La Marqueta la cerraron hace unos años, me explicó una mujer muy simpática que pasaba por allí. Bueno, en verdad era yo quien pasaba por allí, porque yo, y no ella, era el forastero. Me preguntó en spanglish - ese híbrido lingüístico a veces incomprensible - de dónde era. "¿Ah sí? Pues hasta hace poco había un padre de Barcelona predicando en mi parroquia". Sonreí y respiré aliviado: un padre y encima de Barcelona. Luego ella siguió su camino. Yo me quedé un rato embobado. La Marqueta llevaba años cerrada y yo había venido expresamente para verla. Estaba en el East Harlem, más conocido por sus lugareños como "El Barrio" o el Harlem Español. Era una mañana de domingo, y me apetecía pasear por esa zona tan entrañable: gente sentada en las aceras, con sus sillas y mesas invadiendo la calle; coches pasando a toda leche con la música a todo volumen; salsa; restaurantes caribeños y mexicanos, etc. En la calle 116 con la Avenida Lexington habían abierto una de esas ferias que me recordaban a las de mi antiguo barrio de Tarragona.
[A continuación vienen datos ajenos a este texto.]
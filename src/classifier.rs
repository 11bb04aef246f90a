//! Pairwise coreference classifier boundary.
//!
//! The engine treats the classifier as a pure function from a feature vector
//! to a coreference probability. Models are trained offline; this crate
//! ships [`LogisticModel`], a linear model over named features that loads
//! from a JSON artifact, and the [`PairwiseClassifier`] trait for plugging in
//! other backends.

use std::collections::HashMap;
use std::fmt;
use std::fs::File;
use std::io::{BufReader, Read};
use std::path::Path;

use serde::{Deserialize, Serialize};

use crate::error::{Error, Result};
use crate::vector::{PairFeatureVector, PairKey};

/// Binary model scoring a feature vector into a coreference probability.
///
/// Implementations must be pure: the same vector always scores the same,
/// with no I/O inside `score`. A vector with no features still receives a
/// score (the model's bias behavior); unknown feature names are ignored and
/// known names absent from the vector read as the model's missing-value
/// sentinel.
pub trait PairwiseClassifier: Send + Sync {
    /// Coreference probability of the pair described by `vector`, in [0, 1].
    /// 0 means confidently not coreferent, 1 confidently coreferent.
    fn score(&self, vector: &PairFeatureVector) -> f64;

    /// Thresholded prediction.
    fn predict(&self, vector: &PairFeatureVector, threshold: f64) -> bool {
        self.score(vector) >= threshold
    }

    /// Short backend name for diagnostics.
    fn name(&self) -> &'static str;
}

/// Logistic regression over named features.
///
/// The score is the sigmoid of `bias + Σ weight · value`, summed over the
/// model's own weight table. Feature names in the vector but not in the
/// table are ignored; names in the table but not in the vector contribute
/// the `missing_value` sentinel. The artifact round-trips through JSON:
///
/// ```json
/// {
///   "weights": { "head_similarity": 3.1, "sentence_distance": -0.4 },
///   "bias": -1.2,
///   "missing_value": 0.0
/// }
/// ```
///
/// # Example
///
/// ```rust
/// use evoref::{LogisticModel, PairFeatureVector, PairwiseClassifier};
/// use std::collections::HashMap;
///
/// let mut weights = HashMap::new();
/// weights.insert("head_similarity".to_string(), 4.0);
/// let model = LogisticModel::new(weights, -2.0, 0.0);
///
/// let mut vector = PairFeatureVector::new();
/// vector.insert("head_similarity", 1.0);
/// assert!(model.score(&vector) > 0.8);
///
/// // Empty vector: bias plus sentinel contributions only.
/// assert!(model.score(&PairFeatureVector::new()) < 0.2);
/// ```
#[derive(Debug, Clone, PartialEq, Serialize, Deserialize)]
pub struct LogisticModel {
    weights: HashMap<String, f64>,
    bias: f64,
    #[serde(default)]
    missing_value: f64,
}

impl LogisticModel {
    /// Create a model from a weight table, bias, and missing-value sentinel.
    #[must_use]
    pub fn new(weights: HashMap<String, f64>, bias: f64, missing_value: f64) -> Self {
        Self { weights, bias, missing_value }
    }

    /// Load the artifact from a JSON string.
    ///
    /// # Errors
    ///
    /// Returns [`Error::Model`] when the artifact is malformed.
    pub fn from_json_str(json: &str) -> Result<Self> {
        serde_json::from_str(json)
            .map_err(|e| Error::model(format!("malformed classifier artifact: {e}")))
    }

    /// Load the artifact from a reader.
    ///
    /// # Errors
    ///
    /// Returns [`Error::Model`] when the artifact is malformed or truncated.
    pub fn from_json_reader(reader: impl Read) -> Result<Self> {
        serde_json::from_reader(reader)
            .map_err(|e| Error::model(format!("malformed classifier artifact: {e}")))
    }

    /// Load the artifact from a JSON file.
    ///
    /// Model loading happens once, before documents are processed; the
    /// resolve path itself never touches the filesystem.
    ///
    /// # Errors
    ///
    /// Returns [`Error::Io`] when the file cannot be opened and
    /// [`Error::Model`] when its contents are malformed.
    pub fn from_json_file(path: impl AsRef<Path>) -> Result<Self> {
        let file = File::open(path)?;
        Self::from_json_reader(BufReader::new(file))
    }

    /// Serialize the artifact to pretty JSON.
    ///
    /// # Errors
    ///
    /// Returns [`Error::Model`] when serialization fails.
    pub fn to_json(&self) -> Result<String> {
        serde_json::to_string_pretty(self)
            .map_err(|e| Error::model(format!("cannot serialize classifier artifact: {e}")))
    }

    /// The weight table.
    #[must_use]
    pub fn weights(&self) -> &HashMap<String, f64> {
        &self.weights
    }

    /// The bias term.
    #[must_use]
    pub fn bias(&self) -> f64 {
        self.bias
    }

    /// The sentinel used for known features absent from a vector.
    #[must_use]
    pub fn missing_value(&self) -> f64 {
        self.missing_value
    }
}

impl PairwiseClassifier for LogisticModel {
    fn score(&self, vector: &PairFeatureVector) -> f64 {
        let mut logit = self.bias;
        for (name, weight) in &self.weights {
            let value = vector.get(name).unwrap_or(self.missing_value);
            logit += weight * value;
        }
        sigmoid(logit)
    }

    fn name(&self) -> &'static str {
        "logistic"
    }
}

/// Saturating sigmoid: NaN input collapses to 0.0 rather than poisoning the
/// edge ordering downstream.
fn sigmoid(logit: f64) -> f64 {
    let p = 1.0 / (1.0 + (-logit).exp());
    if p.is_nan() {
        0.0
    } else {
        p.clamp(0.0, 1.0)
    }
}

/// Classifier output for one candidate pair.
///
/// Recomputed from scratch every round; the gold label is carried for
/// evaluation harnesses and has no effect on clustering.
#[derive(Debug, Clone, Copy, PartialEq, Serialize, Deserialize)]
pub struct PairwiseDecision {
    /// The scored pair.
    pub pair: PairKey,
    /// Coreference probability in [0, 1].
    pub probability: f64,
    /// Thresholded prediction.
    pub predicted: bool,
    /// Gold coreference label, when known.
    #[serde(default, skip_serializing_if = "Option::is_none")]
    pub gold: Option<bool>,
}

impl PairwiseDecision {
    /// Create a decision without a gold label.
    #[must_use]
    pub fn new(pair: PairKey, probability: f64, predicted: bool) -> Self {
        Self { pair, probability, predicted, gold: None }
    }

    /// Attach a gold label.
    #[must_use]
    pub fn with_gold(mut self, gold: bool) -> Self {
        self.gold = Some(gold);
        self
    }

    /// Whether the prediction matches the gold label, when one is present.
    #[must_use]
    pub fn is_correct(&self) -> Option<bool> {
        self.gold.map(|gold| gold == self.predicted)
    }
}

impl fmt::Display for PairwiseDecision {
    fn fmt(&self, f: &mut fmt::Formatter<'_>) -> fmt::Result {
        write!(
            f,
            "pair {}: p={:.3} {}",
            self.pair,
            self.probability,
            if self.predicted { "coref" } else { "not coref" }
        )
    }
}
Recordarán bien: la rana, una noria, los autos de choque... Nadie de los que después nos desfogamos de adolescentes en Port Aventura nos atreveríamos a subir en esos aparatos roídos por tiempo.
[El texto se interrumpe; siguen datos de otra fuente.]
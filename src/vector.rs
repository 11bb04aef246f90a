//! Per-pair feature vectors and the candidate pair store.
//!
//! Candidate pairs are all unordered pairs over the in-scope mention
//! sequence, so the store holds n·(n−1)/2 vectors. That quadratic cost is
//! deliberate; corpus-level callers bound it by capping the in-scope mention
//! count per document (see [`crate::BatchOptions`]).

use std::collections::HashMap;

use serde::{Deserialize, Serialize};

use crate::features::{FeatureContext, FeatureGenerator};
use crate::mention::{EventMention, MentionId, MentionIndex};

/// Canonical unordered pair of mention ids. The smaller id always comes
/// first, so either argument order produces the same key.
#[derive(
    Debug, Clone, Copy, PartialEq, Eq, Hash, PartialOrd, Ord, Serialize, Deserialize,
)]
#[serde(from = "(MentionId, MentionId)", into = "(MentionId, MentionId)")]
pub struct PairKey {
    first: MentionId,
    second: MentionId,
}

impl PairKey {
    /// Create a canonical key from two mention ids in any order.
    #[must_use]
    pub fn new(a: MentionId, b: MentionId) -> Self {
        if a <= b {
            Self { first: a, second: b }
        } else {
            Self { first: b, second: a }
        }
    }

    /// The smaller mention id.
    #[must_use]
    pub fn first(&self) -> MentionId {
        self.first
    }

    /// The larger mention id.
    #[must_use]
    pub fn second(&self) -> MentionId {
        self.second
    }

    /// Whether the pair contains the given mention.
    #[must_use]
    pub fn contains(&self, id: MentionId) -> bool {
        self.first == id || self.second == id
    }
}

impl From<(MentionId, MentionId)> for PairKey {
    fn from((a, b): (MentionId, MentionId)) -> Self {
        Self::new(a, b)
    }
}

impl From<PairKey> for (MentionId, MentionId) {
    fn from(key: PairKey) -> Self {
        (key.first, key.second)
    }
}

impl std::fmt::Display for PairKey {
    fn fmt(&self, f: &mut std::fmt::Formatter<'_>) -> std::fmt::Result {
        write!(f, "({}, {})", self.first, self.second)
    }
}

/// Feature name to score mapping for one candidate pair.
///
/// Names are unique within a vector; inserting an existing name overwrites
/// it (last write wins). Generators are designed to own disjoint name sets,
/// so overwrites only happen when a refresh re-runs a generator.
#[derive(Debug, Clone, Default, PartialEq, Serialize, Deserialize)]
pub struct PairFeatureVector {
    features: HashMap<String, f64>,
}

impl PairFeatureVector {
    /// Create an empty vector.
    #[must_use]
    pub fn new() -> Self {
        Self::default()
    }

    /// Insert a feature score, returning the displaced value if the name was
    /// already present.
    pub fn insert(&mut self, name: impl Into<String>, score: f64) -> Option<f64> {
        self.features.insert(name.into(), score)
    }

    /// Score of a feature, if present.
    #[must_use]
    pub fn get(&self, name: &str) -> Option<f64> {
        self.features.get(name).copied()
    }

    /// Remove a feature, returning its score if it was present.
    pub fn remove(&mut self, name: &str) -> Option<f64> {
        self.features.remove(name)
    }

    /// Number of features.
    #[must_use]
    pub fn len(&self) -> usize {
        self.features.len()
    }

    /// Whether the vector holds no features.
    #[must_use]
    pub fn is_empty(&self) -> bool {
        self.features.is_empty()
    }

    /// Iterate over feature names.
    pub fn names(&self) -> impl Iterator<Item = &str> {
        self.features.keys().map(String::as_str)
    }

    /// Iterate over (name, score) entries.
    pub fn iter(&self) -> impl Iterator<Item = (&str, f64)> {
        self.features.iter().map(|(name, &score)| (name.as_str(), score))
    }
}

/// Per-document aggregation of candidate pairs and their feature vectors.
///
/// [`VectorStore::featurize`] runs every registered generator over every
/// pair; [`VectorStore::refresh`] re-runs only cluster-dependent generators
/// and overwrites only the names they own. Between refreshes,
/// [`VectorStore::vector_for`] is idempotent.
#[derive(Debug, Default)]
pub struct VectorStore {
    pairs: Vec<PairKey>,
    positions: Vec<(usize, usize)>,
    vectors: HashMap<PairKey, PairFeatureVector>,
}

impl VectorStore {
    /// Enumerate candidate pairs over the index's in-scope mentions.
    #[must_use]
    pub fn new(index: &MentionIndex) -> Self {
        let scope: Vec<_> = index.in_scope_rows().collect();
        let n = scope.len();
        let capacity = n * n.saturating_sub(1) / 2;

        let mut pairs = Vec::with_capacity(capacity);
        let mut positions = Vec::with_capacity(capacity);
        for i in 0..n {
            for j in (i + 1)..n {
                let row_a = scope[i].row;
                let row_b = scope[j].row;
                pairs.push(PairKey::new(
                    index.mention_at(row_a).id,
                    index.mention_at(row_b).id,
                ));
                positions.push((row_a, row_b));
            }
        }

        Self { pairs, positions, vectors: HashMap::with_capacity(capacity) }
    }

    /// The candidate pairs, ordered by the earlier mention's row then the
    /// later mention's row.
    #[must_use]
    pub fn pairs(&self) -> &[PairKey] {
        &self.pairs
    }

    /// Number of candidate pairs.
    #[must_use]
    pub fn len(&self) -> usize {
        self.pairs.len()
    }

    /// Whether the document has no candidate pairs.
    #[must_use]
    pub fn is_empty(&self) -> bool {
        self.pairs.is_empty()
    }

    /// Feature vector for a pair, if it was featurized.
    #[must_use]
    pub fn vector_for(&self, pair: &PairKey) -> Option<&PairFeatureVector> {
        self.vectors.get(pair)
    }

    /// Run every generator over every candidate pair and store the merged
    /// vectors. Generators run in registration order per pair.
    #[cfg(feature = "parallel")]
    pub fn featurize(
        &mut self,
        generators: &[Box<dyn FeatureGenerator>],
        ctx: &FeatureContext<'_>,
    ) {
        use rayon::prelude::*;

        let computed: Vec<(PairKey, PairFeatureVector)> = self
            .positions
            .par_iter()
            .zip(self.pairs.par_iter())
            .map(|(&(row_a, row_b), &pair)| {
                let a = ctx.index.mention_at(row_a);
                let b = ctx.index.mention_at(row_b);
                (pair, build_vector(a, b, generators, ctx))
            })
            .collect();
        self.vectors.extend(computed);
    }

    /// Run every generator over every candidate pair and store the merged
    /// vectors. Generators run in registration order per pair.
    #[cfg(not(feature = "parallel"))]
    pub fn featurize(
        &mut self,
        generators: &[Box<dyn FeatureGenerator>],
        ctx: &FeatureContext<'_>,
    ) {
        for (&(row_a, row_b), &pair) in self.positions.iter().zip(self.pairs.iter()) {
            let a = ctx.index.mention_at(row_a);
            let b = ctx.index.mention_at(row_b);
            let vector = build_vector(a, b, generators, ctx);
            self.vectors.insert(pair, vector);
        }
    }

    /// Re-run cluster-dependent generators, overwriting only the feature
    /// names they own. Everything else in each vector survives untouched.
    pub fn refresh(
        &mut self,
        generators: &[Box<dyn FeatureGenerator>],
        ctx: &FeatureContext<'_>,
    ) {
        let dependent: Vec<&dyn FeatureGenerator> = generators
            .iter()
            .filter(|g| g.cluster_dependent())
            .map(|g| g.as_ref())
            .collect();
        if dependent.is_empty() {
            return;
        }

        for (&(row_a, row_b), pair) in self.positions.iter().zip(self.pairs.iter()) {
            let Some(vector) = self.vectors.get_mut(pair) else {
                continue;
            };
            let a = ctx.index.mention_at(row_a);
            let b = ctx.index.mention_at(row_b);
            for generator in &dependent {
                for name in generator.feature_names() {
                    vector.remove(name);
                }
                for (name, score) in generator.create_features(a, b, ctx) {
                    vector.insert(name, score);
                }
            }
        }
    }
}

fn build_vector(
    a: &EventMention,
    b: &EventMention,
    generators: &[Box<dyn FeatureGenerator>],
    ctx: &FeatureContext<'_>,
) -> PairFeatureVector {
    let mut vector = PairFeatureVector::new();
    for generator in generators {
        for (name, score) in generator.create_features(a, b, ctx) {
            vector.insert(name, score);
        }
    }
    vector
}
De vez en cuando veía algunos turistas con sus guías en la mano, para sorpresa y hazme reír de los vecinos de El Barrio. Sin duda, para muchos turistas y neoyorquinos el East Harlem es un lugar exótico. Los puertorriqueños que llegaron en la década de los ´50 construyeron su particular Puerto Rico. Más tarde llegaron los dominicanos. Ya estaba casi el Caribe al completo, cuando llegaron los mexicanos. El Barrio, entonces, ganó en exotismo, al parecer de sus conciudadanos. Todavía no entiendo tanta rivalidad entre bandas, quiero decir, entre paisanos: los puertorriqueños se agarran un mosqueo si se les confunde con los dominicanos (y viceversa); y con los mexicanos... bueno, ni tocarse. Esto en la teoría. En la práctica están todos bien mezclados, como ocurre en las mejores familias. Menuda lección de realismo para los más obtusos multiculturalistas. No por una presunta identidad panhispánica, que no existe, por mucho que El Diario y demás medio(cre)s se esfuercen en crearla y sacar réditos de ella. Se trata del peor sensacionalismo, qué duda cabe, esto de las identidades y demás artificios de la tribu en esta época contemporánea.
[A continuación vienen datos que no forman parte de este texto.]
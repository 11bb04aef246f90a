//! # evoref
//!
//! Event coreference resolution for Rust.
//!
//! Groups event mentions that refer to the same real-world occurrence by
//! scoring mention pairs with a pluggable classifier and greedily merging
//! the most confident pairs, over a bounded number of refinement rounds.
//!
//! - **Resolution**: named numeric pair features, pairwise classification,
//!   best-first consolidation, iterative refinement
//! - **Classifiers**: any [`PairwiseClassifier`]; [`LogisticModel`] loads
//!   trained weights from JSON
//! - **Features**: distance, discourse, lexical, and head-similarity
//!   generators, plus the [`features::FeatureGenerator`] trait for your own
//! - **Evaluation**: MUC, B³, and CoNLL-style scoring of partitions
//!
//! ## Quick Start
//!
//! ```rust
//! use std::collections::HashMap;
//! use evoref::{EventMention, LogisticModel, ResolverConfig, ResolverEngine};
//!
//! let mentions = vec![
//!     EventMention::new(0, "bombing", 12, 19, 0).with_head_word("bombing"),
//!     EventMention::new(1, "talks", 40, 45, 1).with_head_word("talks"),
//!     EventMention::new(2, "bombing", 60, 67, 2).with_head_word("bombing"),
//! ];
//!
//! let mut weights = HashMap::new();
//! weights.insert("head_similarity".to_string(), 8.0);
//! let model = LogisticModel::new(weights, -4.0, 0.0);
//!
//! let engine = ResolverEngine::new(ResolverConfig::default(), Box::new(model))?;
//! let partition = engine.resolve(&mentions)?;
//!
//! // The two bombing mentions corefer; the talks stay alone.
//! assert_eq!(partition.len(), 2);
//! assert_eq!(partition.non_singletons().count(), 1);
//! # Ok::<(), evoref::Error>(())
//! ```
//!
//! ## Resolution Pipeline
//!
//! | Stage | What happens |
//! |-------|--------------|
//! | Featurize | One named feature vector per in-scope mention pair |
//! | Classify | Classifier maps each vector to a merge probability |
//! | Consolidate | Best-first greedy merge of pairs above the threshold |
//! | Refresh | Cluster-dependent features recomputed between rounds |
//! | Close | Transitive closure yields the final partition |
//!
//! Rounds 2..n repeat classify and consolidate from scratch on the
//! refreshed vectors; [`ResolverConfig::max_iterations`] bounds the loop.
//!
//! ## Feature Flags
//!
//! ```toml
//! [dependencies]
//! evoref = "0.2"                                          # std locking, serial
//! evoref = { version = "0.2", features = ["fast-lock"] }  # parking_lot cache lock
//! evoref = { version = "0.2", features = ["parallel"] }   # rayon featurization
//! ```
//!
//! ## Design Notes
//!
//! - **Deterministic**: identical inputs produce identical partitions;
//!   ties are broken by document order, then pair key
//! - **Trait-based**: classifiers and feature generators are object-safe
//!   traits, so models and features swap without touching the engine
//! - **Isolated failures**: a malformed document rejects that document,
//!   never the batch
//! - **No training here**: classifiers arrive pre-trained; [`LogisticModel`]
//!   deserializes weights produced elsewhere

#![warn(missing_docs)]

mod batch;
mod classifier;
mod cluster;
mod config;
mod engine;
mod error;
mod mention;
mod similarity;
mod vector;

pub mod eval;
pub mod features;
pub mod sync;

// Re-exports
pub use batch::{resolve_corpus, BatchFailure, BatchOptions, BatchOutcome, Document};
pub use classifier::{LogisticModel, PairwiseClassifier, PairwiseDecision};
pub use cluster::{Cluster, ClusterId, Partition};
pub use config::{ClusterMethod, ResolverConfig};
pub use engine::ResolverEngine;
pub use error::{Error, Result};
pub use mention::{EventMention, EventModality, MentionId, MentionIndex, MentionRow};
pub use similarity::{
    bigram_jaccard, head_word_similarity, CacheStats, SimilarityCache, SimilarityFn,
};
pub use vector::{PairFeatureVector, PairKey, VectorStore};

pub mod prelude {
    //! Commonly used items, re-exported for convenience.
    //!
    //! ```rust
    //! use std::collections::HashMap;
    //! use evoref::prelude::*;
    //!
    //! let model = LogisticModel::new(HashMap::new(), 0.0, 0.0);
    //! let engine = ResolverEngine::new(ResolverConfig::default(), Box::new(model)).unwrap();
    //! let partition = engine.resolve(&[]).unwrap();
    //! assert!(partition.is_empty());
    //! ```
    pub use crate::classifier::{LogisticModel, PairwiseClassifier, PairwiseDecision};
    pub use crate::cluster::{Cluster, ClusterId, Partition};
    pub use crate::config::{ClusterMethod, ResolverConfig};
    pub use crate::engine::ResolverEngine;
    pub use crate::error::{Error, Result};
    pub use crate::features::{default_generators, FeatureContext, FeatureGenerator};
    pub use crate::mention::{EventMention, EventModality, MentionId, MentionIndex};
    pub use crate::{resolve_corpus, BatchOptions, BatchOutcome, Document};
}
Unas calles más abajo se encuentra el Upper East Side, la zona más adinerada de Nueva York. Se acabó lo exótico: lujo, coches caros, museos, grandes restaurantes, joyas, etc. Se acabó la comunidad y llegó el individuo. La pobreza y el dinero. Y luego le achacan al individualismo todas las miserias de nuestras sociedades. Sólo hay que bajar de El Barrio al Upper East Side. Un tránsito de la comunidad al individuo. Menuda lección.